The Southern Baptist Convention joined Catholic, Jewish, Mormon and other religious groups in a recent brief asking the U.S. Supreme Court to reverse a lower court decision allowing transgender students in public schools to use the restroom of their choice instead of the one corresponding to their biological sex at birth.
The Jan. 10 amicus brief by groups including the SBC Ethics and Religious Liberty Commission claims the Obama administration’s interpretation of laws banning discrimination on the basis of sex sets up potential “serious conflicts with religious liberty.”
The brief asks the Supreme Court to reverse a 2016 decision by the Fourth U.S. Circuit Court of Appeals that a Virginia school district unlawfully discriminated against a transgender student by barring him access to the boy’s restroom at his high school.
The appellate court agreed with the Department of Education’s interpretation of Title IX, a federal law barring discrimination on the basis of sex, in a guidance letter advising that when a school elects to separate or treat students differently on the basis of sex, it “generally must treat transgender students consistent with their gender identity” if it differs from their biological sex.
The religious organizations say unilaterally declaring “sex” to mean “gender identity” in regulations accompanying education funding will create political pressure to apply the same standard to laws that bar discrimination in employment and housing.
If that happens, the brief argues, religious colleges and universities would have problems maintaining sex-specific dormitories and other residences. “Housing applicants or tenants with gender identity issues could sue religious schools and colleges even if refusing to admit a person to single-sex housing were required by long-held religious standards,” the brief claims.

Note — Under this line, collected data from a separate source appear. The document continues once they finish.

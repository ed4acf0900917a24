//! # Access Policy
//!
//! Privileged vault calls ask an injected [`AccessPolicy`] instead of
//! looking up a global platform contract. The policy answers four
//! questions: is this caller an operator, is it governance, is it the
//! platform's hard worker, and is this vault allowed to take deposits.
//!
//! [`StaticAccessPolicy`] is the in-process implementation used by the
//! devnet node and the tests. Its sets live behind a `RwLock` so that a
//! shared `Arc<StaticAccessPolicy>` can be reconfigured at runtime.

use std::collections::{BTreeMap, BTreeSet};

use parking_lot::RwLock;
use serde::{Deserialize, Serialize};

use crate::types::Address;

/// Lifecycle status of a vault as reported by the vault registry.
#[derive(Clone, Copy, Debug, Default, PartialEq, Eq, Hash, Serialize, Deserialize)]
pub enum VaultStatus {
    /// Accepting deposits and withdrawals.
    #[default]
    Active,
    /// Withdraw-only. No new capital.
    Deprecated,
    /// Emergency exit only. No new capital.
    EmergencyExit,
    /// Not registered or switched off.
    Disabled,
}

impl VaultStatus {
    /// Only active vaults accept deposits. Every status permits withdrawal.
    pub fn allows_deposits(&self) -> bool {
        matches!(self, VaultStatus::Active)
    }
}

impl std::fmt::Display for VaultStatus {
    fn fmt(&self, f: &mut std::fmt::Formatter<'_>) -> std::fmt::Result {
        match self {
            VaultStatus::Active => write!(f, "Active"),
            VaultStatus::Deprecated => write!(f, "Deprecated"),
            VaultStatus::EmergencyExit => write!(f, "EmergencyExit"),
            VaultStatus::Disabled => write!(f, "Disabled"),
        }
    }
}

/// Capability checks for privileged vault calls.
pub trait AccessPolicy: Send + Sync {
    fn is_operator(&self, account: &Address) -> bool;

    fn is_governance(&self, account: &Address) -> bool;

    /// `true` for the platform's batch harvester contract.
    fn is_hard_worker(&self, account: &Address) -> bool;

    fn vault_status(&self, vault: &Address) -> VaultStatus;
}

// ---------------------------------------------------------------------------
// StaticAccessPolicy
// ---------------------------------------------------------------------------

#[derive(Debug, Default)]
struct PolicySets {
    operators: BTreeSet<Address>,
    governance: BTreeSet<Address>,
    hard_worker: Option<Address>,
    statuses: BTreeMap<Address, VaultStatus>,
}

/// In-process [`AccessPolicy`]. Unknown vaults report [`VaultStatus::Active`].
#[derive(Debug, Default)]
pub struct StaticAccessPolicy {
    sets: RwLock<PolicySets>,
}

impl StaticAccessPolicy {
    pub fn new() -> Self {
        Self::default()
    }

    /// Builder-style: a policy with one governance account and one hard worker.
    pub fn with_roles(governance: Address, hard_worker: Address) -> Self {
        let policy = Self::new();
        policy.add_governance(governance);
        policy.set_hard_worker(hard_worker);
        policy
    }

    pub fn add_operator(&self, account: Address) {
        self.sets.write().operators.insert(account);
    }

    pub fn remove_operator(&self, account: &Address) {
        self.sets.write().operators.remove(account);
    }

    pub fn add_governance(&self, account: Address) {
        self.sets.write().governance.insert(account);
    }

    pub fn set_hard_worker(&self, account: Address) {
        self.sets.write().hard_worker = Some(account);
    }

    pub fn set_vault_status(&self, vault: Address, status: VaultStatus) {
        self.sets.write().statuses.insert(vault, status);
    }
}

impl AccessPolicy for StaticAccessPolicy {
    fn is_operator(&self, account: &Address) -> bool {
        self.sets.read().operators.contains(account)
    }

    fn is_governance(&self, account: &Address) -> bool {
        self.sets.read().governance.contains(account)
    }

    fn is_hard_worker(&self, account: &Address) -> bool {
        self.sets.read().hard_worker.as_ref() == Some(account)
    }

    fn vault_status(&self, vault: &Address) -> VaultStatus {
        self.sets
            .read()
            .statuses
            .get(vault)
            .copied()
            .unwrap_or_default()
    }
}
//! Vault events.
//!
//! Each successful entry point appends one or more [`VaultEvent`]s to the
//! vault's bounded journal. Hosts drain it with `Vault::take_events`.

use std::collections::VecDeque;

use multivault_protocol::config::MAX_EVENT_JOURNAL;
use multivault_protocol::{Address, Amount, AssetId};
use serde::{Deserialize, Serialize};

#[derive(Debug, Clone, PartialEq, Eq, Serialize, Deserialize)]
#[serde(rename_all = "snake_case")]
pub enum VaultEvent {
    DepositAssets {
        account: Address,
        assets: Vec<AssetId>,
        amounts: Vec<Amount>,
        minted: Amount,
    },
    WithdrawAssets {
        sender: Address,
        receiver: Address,
        assets: Vec<AssetId>,
        shares: Amount,
        amounts: Vec<Amount>,
    },
    HardWorkGas {
        gas_used: u64,
        gas_cost: Amount,
        compensated: bool,
    },
    MaxSupplyChanged {
        max_supply: Amount,
    },
    DoHardWorkOnDepositChanged {
        enabled: bool,
    },
    Transfer {
        from: Address,
        to: Address,
        amount: Amount,
    },
}

/// A bounded FIFO of emitted events.
#[derive(Debug, Clone, Default, PartialEq, Eq, Serialize, Deserialize)]
pub struct EventJournal {
    entries: VecDeque<VaultEvent>,
}

impl EventJournal {
    /// Appends an event, dropping the oldest once the journal is full.
    pub fn push(&mut self, event: VaultEvent) {
        if self.entries.len() == MAX_EVENT_JOURNAL {
            self.entries.pop_front();
        }
        self.entries.push_back(event);
    }

    /// Removes and returns everything recorded so far, oldest first.
    pub fn drain(&mut self) -> Vec<VaultEvent> {
        self.entries.drain(..).collect()
    }

    pub fn len(&self) -> usize {
        self.entries.len()
    }

    pub fn is_empty(&self) -> bool {
        self.entries.is_empty()
    }

    pub fn last(&self) -> Option<&VaultEvent> {
        self.entries.back()
    }
}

It would “also cast doubt on the authority of religious employers to govern their workplaces — even at a denomination’s headquarters” — if they establish religious standards as conditions of employment.
“An employee asserting a nonconforming gender identity could bring a claim challenging an employer’s enforcement of moral conduct standards regarding gender,” the faith groups contend. “Even unsound claims concerning religious employment standards would chill a religious organization’s decisions concerning internal governance.”

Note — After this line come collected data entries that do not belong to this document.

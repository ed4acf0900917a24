//! # Error Taxonomy
//!
//! Every vault entry point returns [`VaultError`]; the batch harvester
//! returns [`HardWorkerError`]. Any error unwinds the whole call: the vault
//! restores its pre-call snapshot before handing the error back.
//!
//! Callers can treat the variants in three groups:
//!
//! - **Caller input** (`ZeroAmount`, `LengthMismatch`, `InsufficientBalance`,
//!   `AssetMismatch`): fix the request.
//! - **Recoverable by retrying later or with new bounds** (`TooSoon`,
//!   `SlippageExceeded`, `SharesSlippageExceeded`,
//!   `InsufficientBalanceToPayHarvestCost`, `Reentrancy`).
//! - **State-dependent refusals** (`FuseTriggered`, `CapExceeded`,
//!   `VaultNotActive`, `Unauthorized`, ...).

use multivault_protocol::access::VaultStatus;
use multivault_protocol::bank::BankError;
use multivault_protocol::math::MathError;
use multivault_protocol::oracle::OracleError;
use multivault_protocol::strategy::StrategyError;
use multivault_protocol::storage::StoreError;
use multivault_protocol::{Address, Amount, AssetId};
use thiserror::Error;

// ---------------------------------------------------------------------------
// VaultError
// ---------------------------------------------------------------------------

/// Errors raised by vault operations.
#[derive(Debug, Error)]
pub enum VaultError {
    /// The strategy reports zero value while shares are outstanding.
    /// Deposits are blocked; withdrawals fall back to raw pro-rata payouts.
    #[error("fuse triggered: strategy reports zero value with shares outstanding")]
    FuseTriggered,

    /// A withdrawal would pay less than the caller's stated minimum.
    #[error("slippage exceeded for {asset}: got {amount}, minimum {min}")]
    SlippageExceeded {
        asset: AssetId,
        amount: Amount,
        min: Amount,
    },

    /// A deposit would mint fewer shares than the caller's stated minimum.
    #[error("share slippage exceeded: would mint {minted}, minimum {min}")]
    SharesSlippageExceeded { minted: Amount, min: Amount },

    #[error("insufficient share balance: have {available}, need {requested}")]
    InsufficientBalance { available: Amount, requested: Amount },

    #[error("amount must be non-zero")]
    ZeroAmount,

    #[error("length mismatch: {assets} assets, {amounts} amounts")]
    LengthMismatch { assets: usize, amounts: usize },

    /// The asset list does not match what the path requires.
    #[error("asset list does not match the strategy assets")]
    AssetMismatch,

    /// The withdraw cool-down has not elapsed for this account.
    #[error("withdrawal too soon: available at block {available_at}")]
    TooSoon { available_at: u64 },

    #[error("supply cap exceeded: supply would be {would_be}, cap {cap}")]
    CapExceeded { would_be: Amount, cap: Amount },

    /// The first deposit into an empty vault is priced below the bootstrap minimum.
    #[error("insufficient initial deposit: priced {value}, required {required}")]
    InsufficientInitialDeposit { value: Amount, required: Amount },

    /// The strategy accepted the deposit but reported no added value.
    #[error("deposit produced zero investment")]
    ZeroInvestment,

    /// The vault cannot reimburse the harvester and is too small to harvest for free.
    #[error("insufficient native balance to pay harvest cost: cost {cost}, balance {balance}")]
    InsufficientBalanceToPayHarvestCost { cost: Amount, balance: Amount },

    #[error("unauthorized: {0}")]
    Unauthorized(String),

    #[error("vault is not active (status {0})")]
    VaultNotActive(VaultStatus),

    /// Persisted state is bound to a different strategy than the one supplied.
    #[error("strategy mismatch: state bound to {expected}, got {got}")]
    StrategyMismatch { expected: Address, got: Address },

    /// A batch checkpoint was handed to a target that did not take it.
    #[error("checkpoint does not belong to vault {0}")]
    ForeignCheckpoint(Address),

    /// Another call is already executing against this vault.
    #[error("reentrant call rejected")]
    Reentrancy,

    #[error("arithmetic overflow")]
    Overflow,

    #[error("division by zero")]
    DivisionByZero,

    #[error("strategy error: {0}")]
    Strategy(#[from] StrategyError),

    #[error("custody error: {0}")]
    Bank(#[from] BankError),

    #[error("oracle error: {0}")]
    Oracle(#[from] OracleError),

    #[error("storage error: {0}")]
    Store(#[from] StoreError),
}

impl From<MathError> for VaultError {
    fn from(err: MathError) -> Self {
        match err {
            MathError::Overflow => VaultError::Overflow,
            MathError::DivisionByZero => VaultError::DivisionByZero,
        }
    }
}

impl VaultError {
    /// `true` for failures the caller can fix by retrying with wider bounds.
    pub fn is_slippage(&self) -> bool {
        matches!(
            self,
            VaultError::SlippageExceeded { .. } | VaultError::SharesSlippageExceeded { .. }
        )
    }
}

// ---------------------------------------------------------------------------
// HardWorkerError
// ---------------------------------------------------------------------------

/// Errors raised by the batch harvester.
#[derive(Debug, Error)]
pub enum HardWorkerError {
    #[error("unauthorized: {0}")]
    Unauthorized(String),

    #[error("invalid configuration: {0}")]
    InvalidConfig(String),

    /// A vault's harvest failed; the batch stopped there.
    #[error("hard work failed on vault {vault}: {source}")]
    VaultFailed {
        vault: Address,
        #[source]
        source: VaultError,
    },
}

#[cfg(test)]
mod tests {
    use super::*;

    #[test]
    fn math_errors_map_to_vault_variants() {
        assert!(matches!(VaultError::from(MathError::Overflow), VaultError::Overflow));
        assert!(matches!(
            VaultError::from(MathError::DivisionByZero),
            VaultError::DivisionByZero
        ));
    }

    #[test]
    fn vault_failed_names_vault_and_cause() {
        let err = HardWorkerError::VaultFailed {
            vault: Address::new("0x7a"),
            source: VaultError::InsufficientBalanceToPayHarvestCost { cost: 5, balance: 1 },
        };
        let msg = err.to_string();
        assert!(msg.contains("0x7a"));
        assert!(msg.contains("cost 5"));
        assert!(std::error::Error::source(&err).is_some());
    }

    #[test]
    fn slippage_classification() {
        assert!(VaultError::SharesSlippageExceeded { minted: 1, min: 2 }.is_slippage());
        assert!(!VaultError::ZeroAmount.is_slippage());
    }
}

The 43-page documents cites religious teaching of the various groups, including the Baptist Faith and Message adopted by the Southern Baptist Convention in 2000 and a resolution passed in 2014 opposing cross-sex hormone therapy, gender reassignment surgery and efforts by the government to validate transgender identity “as morally praiseworthy.”
Other organizations joining the brief are the United States Conference of Catholic Bishops, Union of Orthodox Jewish Congregations of America, National Association of Evangelicals, Church of Jesus Christ of Latter-day Saints, Lutheran Church-Missouri Synod and Christian Legal Society.